In Vivien's Wild Ride, a filmmaker loses her eyesight but retains her vision.
“I’m truly grateful I experimented with acid in the ‘60s,” starts Vivien’s Wild Ride, a cinematic memoir from an experienced film editor reflecting on her life as she deals with diminishing eyesight. “It kind of prepared me for this unique visual realm I now occupy.”
What follows is a blend of narration, poetic visuals, historical b-roll, and classic film snippets drawn from Vivien Hillgrove’s 50-year journey as a sound and picture editor, resulting in a remarkable directorial debut, especially considering she could barely see the dailies during production.
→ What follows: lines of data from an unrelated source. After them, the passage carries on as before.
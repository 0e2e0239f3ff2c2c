//! Custom error types for the analysis pipeline.
//!
//! This module provides the error hierarchy using `thiserror`. The pipeline
//! is deliberately fail-fast: nothing is retried and nothing defaults
//! silently, so every stage surfaces its failure through these variants.
//!
//! Errors are serializable as `{code, message}` pairs so they can be consumed
//! by machine-readable output alongside the reports.

use serde::Serialize;
use serde::ser::SerializeStruct;
use thiserror::Error;

/// The main error type for the analysis pipeline.
#[derive(Error, Debug)]
pub enum AnalysisError {
    /// Column was not found in the dataset.
    #[error("Column '{0}' not found in dataset")]
    ColumnNotFound(String),

    /// A query asked for a year with no matching rows.
    #[error("No rows found for year {0}")]
    YearNotFound(i64),

    /// No valid values found in a column for computation.
    #[error("No valid values found in column '{0}'")]
    NoValidValues(String),

    /// Invalid configuration provided.
    #[error("Invalid configuration: {0}")]
    InvalidConfig(String),

    /// Regression fit over a column pair failed.
    #[error("Failed to fit '{target}' against '{source_col}': {reason}")]
    FitFailed {
        // Named `source_col` rather than `source` because thiserror reserves
        // a field named `source` for the underlying error cause.
        source_col: String,
        target: String,
        reason: String,
    },

    /// Imputation failed.
    #[error("Failed to impute missing values in column '{column}': {reason}")]
    ImputationFailed { column: String, reason: String },

    /// Report generation failed.
    #[error("Failed to generate report: {0}")]
    ReportGenerationFailed(String),

    /// Plot rendering failed.
    #[error("Failed to render plot: {0}")]
    Plotting(String),

    /// IO error wrapper.
    #[error("IO error: {0}")]
    Io(#[from] std::io::Error),

    /// Polars error wrapper.
    #[error("Polars error: {0}")]
    Polars(#[from] polars::error::PolarsError),

    /// JSON serialization/deserialization error.
    #[error("JSON error: {0}")]
    Json(#[from] serde_json::Error),

    /// Generic error with context.
    #[error("{context}: {source}")]
    WithContext {
        context: String,
        #[source]
        source: Box<AnalysisError>,
    },
}

impl AnalysisError {
    /// Add context to an error.
    pub fn with_context(self, context: impl Into<String>) -> Self {
        AnalysisError::WithContext {
            context: context.into(),
            source: Box::new(self),
        }
    }

    /// Get a stable error code for machine-readable output.
    pub fn error_code(&self) -> &'static str {
        match self {
            Self::ColumnNotFound(_) => "COLUMN_NOT_FOUND",
            Self::YearNotFound(_) => "YEAR_NOT_FOUND",
            Self::NoValidValues(_) => "NO_VALID_VALUES",
            Self::InvalidConfig(_) => "INVALID_CONFIG",
            Self::FitFailed { .. } => "FIT_FAILED",
            Self::ImputationFailed { .. } => "IMPUTATION_FAILED",
            Self::ReportGenerationFailed(_) => "REPORT_GENERATION_FAILED",
            Self::Plotting(_) => "PLOTTING_FAILED",
            Self::Io(_) => "IO_ERROR",
            Self::Polars(_) => "POLARS_ERROR",
            Self::Json(_) => "JSON_ERROR",
            Self::WithContext { source, .. } => source.error_code(),
        }
    }
}

/// Serialize implementation producing `{code, message}` structs.
impl Serialize for AnalysisError {
    fn serialize<S>(&self, serializer: S) -> std::result::Result<S::Ok, S::Error>
    where
        S: serde::Serializer,
    {
        let mut state = serializer.serialize_struct("AnalysisError", 2)?;
        state.serialize_field("code", &self.error_code())?;
        state.serialize_field("message", &self.to_string())?;
        state.end()
    }
}

/// Result type alias for analysis operations.
pub type Result<T> = std::result::Result<T, AnalysisError>;

/// Extension trait for adding context to Results.
pub trait ResultExt<T> {
    /// Add context to an error result.
    fn context(self, context: impl Into<String>) -> Result<T>;
}

impl<T> ResultExt<T> for Result<T> {
    fn context(self, context: impl Into<String>) -> Result<T> {
        self.map_err(|e| e.with_context(context))
    }
}

impl<T> ResultExt<T> for std::result::Result<T, polars::error::PolarsError> {
    fn context(self, context: impl Into<String>) -> Result<T> {
        self.map_err(|e| AnalysisError::Polars(e).with_context(context))
    }
}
“Losing your sight is a compelling narrative,” Hillgrove states. “It's incredibly remarkable. However, life doesn’t abandon you when your vision fades.
“I was given an amazing opportunity to address it through creative expression,” she continues, “which was astonishing — that there were people supporting the film's creation from its inception.”
One of those supporters is Deann Borshay Liem, a documentary filmmaker who produced Vivien’s Wild Ride after collaborating with Hillgrove as an editor on several of her projects.
“What struck me was witnessing her loss of eyesight and yet transforming it into a visually stunning film,” Liem shares. “The way Viv expressed what she envisioned despite her impaired vision was truly remarkable to observe.”
While the concept of Vivien’s Wild Ride is especially intriguing for those in the film industry — as it may seem like a distressing scenario — the underlying narrative is far richer, exploring a captivating life filled with both tragedy and triumph.
Hillgrove's early years include a teenage pregnancy in the early ‘60s, during which her parents compelled her to give the baby up for adoption. This profound loss lingers with her for many years and seems to relate to her more recent vision loss, which has worsened since finishing the film.
The macular degeneration that has affected her sight began with blurriness: letters disappeared from words, details faded from objects, and then faces were obscured.
This condition is diagnosed in over 200,000 individuals annually and impacts each person differently.
As one individual in a support group featured in the film explains, it’s challenging for friends and family to grasp how macular degeneration influences daily life and to comprehend that it does not improve. This was a significant inspiration for Hillgrove to convey her experience on film.
“My primary goal was to find a way to communicate this to people who either live with or care for those losing their vision — providing them with a visual reference point for understanding,” she says.
“I’ve received numerous calls saying, ‘Suddenly, my family comprehends what I see when experiencing macular degeneration.’ If it alters or enhances understanding about macular degeneration, I’ll be happy.”
Regarding how a director with vision impairment creates a film, Hillgrove remarks, “I was practically two inches from the monitor. I hope I didn’t cause myself any harm,” she laughs. “And my editor assisted me by replaying scenes I was uncertain about.”
Her sharp photographic memory, honed from editing many films, was also crucial to the project.
“I memorized the film when my sight was better than it was towards the end,” she notes. “But you certainly memorize the dailies; that’s just a talent of editing.”
Hillgrove began her career in the late ‘60s, working in sound mixing and editing for industrial and educational films in San Francisco. She even edited a few adult films under the alias Lorraine Sprocket before moving towards the burgeoning experimental film movement in the Bay Area following the psychedelic Summer of Love.
She asserts that LSD and other hallucinogens “broadened my perspective about community, making it significantly more important than individual suffering.”
This experience instilled in her a desire to portray a range of emotions on film that might not have been as expansive, “had I not explored psychotropics at that specific point in my life.”
Her breakthrough came after she secured a room at American Zoetrope, Francis Ford Coppola’s studio, to edit low-budget family films. Surrounded by pioneers like Philip Kaufman and Walter Murch, she began collaborating with them, editing dialogue for Kaufman’s 1983 film The Right Stuff and Miloš Forman’s 1984 Best Picture winner Amadeus. She continued with Murch, editing Kaufman’s 1988 The Unbearable Lightness of Being, and later contributed to Kaufman’s 1990 Henry & June.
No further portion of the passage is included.